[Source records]
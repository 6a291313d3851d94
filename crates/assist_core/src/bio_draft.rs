//! Onboarding bio drafting: one request per button press, never re-entrant.

use std::sync::Arc;

use shared::{domain::ProfileRole, error::GenerationFailure};
use tokio::sync::Mutex;
use tracing::{debug, info, warn};

use crate::{
    gateway::Gateway,
    request::{GeneratedValue, GenerationPayload, GenerationRequest, GenerationResult},
    sequence::ControllerState,
};

pub const FALLBACK_NO_CREDENTIAL: &str =
    "Passionate content creator ready to collaborate. (AI Key Missing)";
pub const FALLBACK_EMPTY: &str = "Passionate content creator ready to collaborate.";
pub const FALLBACK_FAILED: &str =
    "Passionate content creator ready to collaborate with like-minded brands.";

#[derive(Debug, Clone, Copy, PartialEq, Eq)]
pub enum DraftPhase {
    Idle,
    Requesting,
}

#[derive(Debug, Clone, Copy, PartialEq, Eq)]
pub enum IgnoredDraft {
    EmptyKeywords,
    Busy,
}

#[derive(Debug, Clone, PartialEq, Eq)]
pub enum DraftSource {
    Generated,
    EmptyFallback,
    FailureFallback(GenerationFailure),
}

#[derive(Debug, Clone, PartialEq, Eq)]
pub enum DraftOutcome {
    Ignored(IgnoredDraft),
    Written { text: String, source: DraftSource },
}

pub struct BioDraftController {
    gateway: Arc<Gateway>,
    tone: String,
    state: Arc<Mutex<ControllerState<String>>>,
}

impl BioDraftController {
    pub fn new(gateway: Arc<Gateway>, tone: impl Into<String>) -> Self {
        Self {
            gateway,
            tone: tone.into(),
            state: Arc::new(Mutex::new(ControllerState::new(String::new()))),
        }
    }

    pub async fn phase(&self) -> DraftPhase {
        if self.state.lock().await.is_busy() {
            DraftPhase::Requesting
        } else {
            DraftPhase::Idle
        }
    }

    /// Whether the trigger control should be enabled for `keywords`.
    pub async fn can_draft(&self, keywords: &str) -> bool {
        !keywords.trim().is_empty() && self.phase().await == DraftPhase::Idle
    }

    pub async fn bio(&self) -> String {
        self.state.lock().await.value().clone()
    }

    pub async fn edit_bio(&self, text: impl Into<String>) {
        self.state.lock().await.set_value(text.into());
    }

    pub async fn draft(&self, role: ProfileRole, keywords: &str) -> DraftOutcome {
        let keywords = keywords.trim();
        if keywords.is_empty() {
            debug!("bio draft ignored: no keywords");
            return DraftOutcome::Ignored(IgnoredDraft::EmptyKeywords);
        }

        let request = {
            let mut state = self.state.lock().await;
            if state.is_busy() {
                debug!("bio draft ignored: request already in flight");
                return DraftOutcome::Ignored(IgnoredDraft::Busy);
            }
            let token = state.issue();
            GenerationRequest::new(
                GenerationPayload::BioDraft {
                    role,
                    keywords: keywords.to_string(),
                    tone: self.tone.clone(),
                },
                token,
            )
        };

        // Resolved inside the task: dropping this future must not leave the
        // draft in `Requesting`.
        let token = request.sequence_token();
        let gateway = Arc::clone(&self.gateway);
        let state = Arc::clone(&self.state);
        let task = tokio::spawn(async move {
            let (text, source) = written_for(gateway.generate(&request).await);
            state.lock().await.resolve(token, text.clone());
            (text, source)
        });

        let (text, source) = match task.await {
            Ok(written) => written,
            Err(err) => {
                warn!(sequence_token = token.0, error = %err, "bio draft task did not finish");
                let failure = GenerationFailure::transport(err.to_string());
                let text = fallback_for(&failure).to_string();
                self.state.lock().await.resolve(token, text.clone());
                (text, DraftSource::FailureFallback(failure))
            }
        };

        info!(
            sequence_token = token.0,
            generated = matches!(source, DraftSource::Generated),
            "bio draft written"
        );
        DraftOutcome::Written { text, source }
    }
}

fn written_for(result: GenerationResult) -> (String, DraftSource) {
    match result {
        GenerationResult::Ok(GeneratedValue::Text(text)) => (text, DraftSource::Generated),
        GenerationResult::Ok(GeneratedValue::MatchIds(_)) | GenerationResult::Empty => {
            (FALLBACK_EMPTY.to_string(), DraftSource::EmptyFallback)
        }
        GenerationResult::Failed(failure) => {
            (fallback_for(&failure).to_string(), DraftSource::FailureFallback(failure))
        }
    }
}

fn fallback_for(failure: &GenerationFailure) -> &'static str {
    match failure {
        GenerationFailure::NoCredential => FALLBACK_NO_CREDENTIAL,
        GenerationFailure::Transport(_) | GenerationFailure::MalformedResponse(_) => {
            FALLBACK_FAILED
        }
    }
}

#[cfg(test)]
#[path = "tests/bio_draft_tests.rs"]
mod tests;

• WORK ORDER: Without changing a single character, repeat each record.

• SOLVED PROBLEM:
repository 6a291313d3851d94
filename crates/assist_core/src/bio_draft.rs
//! Onboarding bio drafting: one request per button press, never re-entrant.

use std::sync::Arc;

use shared::{domain::ProfileRole, error::GenerationFailure};
use tokio::sync::Mutex;
use tracing::{debug, info, warn};

use crate::{
    gateway::Gateway,
    request::{GeneratedValue, GenerationPayload, GenerationRequest, GenerationResult},
    sequence::ControllerState,
};

pub const FALLBACK_NO_CREDENTIAL: &str =
    "Passionate content creator ready to collaborate. (AI Key Missing)";
pub const FALLBACK_EMPTY: &str = "Passionate content creator ready to collaborate.";
pub const FALLBACK_FAILED: &str =
    "Passionate content creator ready to collaborate with like-minded brands.";

#[derive(Debug, Clone, Copy, PartialEq, Eq)]
pub enum DraftPhase {
    Idle,
    Requesting,
}

#[derive(Debug, Clone, Copy, PartialEq, Eq)]
pub enum IgnoredDraft {
    EmptyKeywords,
    Busy,
}

#[derive(Debug, Clone, PartialEq, Eq)]
pub enum DraftSource {
    Generated,
    EmptyFallback,
    FailureFallback(GenerationFailure),
}

#[derive(Debug, Clone, PartialEq, Eq)]
pub enum DraftOutcome {
    Ignored(IgnoredDraft),
    Written { text: String, source: DraftSource },
}

pub struct BioDraftController {
    gateway: Arc<Gateway>,
    tone: String,
    state: Arc<Mutex<ControllerState<String>>>,
}

impl BioDraftController {
    pub fn new(gateway: Arc<Gateway>, tone: impl Into<String>) -> Self {
        Self {
            gateway,
            tone: tone.into(),
            state: Arc::new(Mutex::new(ControllerState::new(String::new()))),
        }
    }

    pub async fn phase(&self) -> DraftPhase {
        if self.state.lock().await.is_busy() {
            DraftPhase::Requesting
        } else {
            DraftPhase::Idle
        }
    }

    /// Whether the trigger control should be enabled for `keywords`.
    pub async fn can_draft(&self, keywords: &str) -> bool {
        !keywords.trim().is_empty() && self.phase().await == DraftPhase::Idle
    }

    pub async fn bio(&self) -> String {
        self.state.lock().await.value().clone()
    }

    pub async fn edit_bio(&self, text: impl Into<String>) {
        self.state.lock().await.set_value(text.into());
    }

    pub async fn draft(&self, role: ProfileRole, keywords: &str) -> DraftOutcome {
        let keywords = keywords.trim();
        if keywords.is_empty() {
            debug!("bio draft ignored: no keywords");
            return DraftOutcome::Ignored(IgnoredDraft::EmptyKeywords);
        }

        let request = {
            let mut state = self.state.lock().await;
            if state.is_busy() {
                debug!("bio draft ignored: request already in flight");
                return DraftOutcome::Ignored(IgnoredDraft::Busy);
            }
            let token = state.issue();
            GenerationRequest::new(
                GenerationPayload::BioDraft {
                    role,
                    keywords: keywords.to_string(),
                    tone: self.tone.clone(),
                },
                token,
            )
        };

        // Resolved inside the task: dropping this future must not leave the
        // draft in `Requesting`.
        let token = request.sequence_token();
        let gateway = Arc::clone(&self.gateway);
        let state = Arc::clone(&self.state);
        let task = tokio::spawn(async move {
            let (text, source) = written_for(gateway.generate(&request).await);
            state.lock().await.resolve(token, text.clone());
            (text, source)
        });

        let (text, source) = match task.await {
            Ok(written) => written,
            Err(err) => {
                warn!(sequence_token = token.0, error = %err, "bio draft task did not finish");
                let failure = GenerationFailure::transport(err.to_string());
                let text = fallback_for(&failure).to_string();
                self.state.lock().await.resolve(token, text.clone());
                (text, DraftSource::FailureFallback(failure))
            }
        };

        info!(
            sequence_token = token.0,
            generated = matches!(source, DraftSource::Generated),
            "bio draft written"
        );
        DraftOutcome::Written { text, source }
    }
}

fn written_for(result: GenerationResult) -> (String, DraftSource) {
    match result {
        GenerationResult::Ok(GeneratedValue::Text(text)) => (text, DraftSource::Generated),
        GenerationResult::Ok(GeneratedValue::MatchIds(_)) | GenerationResult::Empty => {
            (FALLBACK_EMPTY.to_string(), DraftSource::EmptyFallback)
        }
        GenerationResult::Failed(failure) => {
            (fallback_for(&failure).to_string(), DraftSource::FailureFallback(failure))
        }
    }
}

fn fallback_for(failure: &GenerationFailure) -> &'static str {
    match failure {
        GenerationFailure::NoCredential => FALLBACK_NO_CREDENTIAL,
        GenerationFailure::Transport(_) | GenerationFailure::MalformedResponse(_) => {
            FALLBACK_FAILED
        }
    }
}

#[cfg(test)]
#[path = "tests/bio_draft_tests.rs"]
mod tests;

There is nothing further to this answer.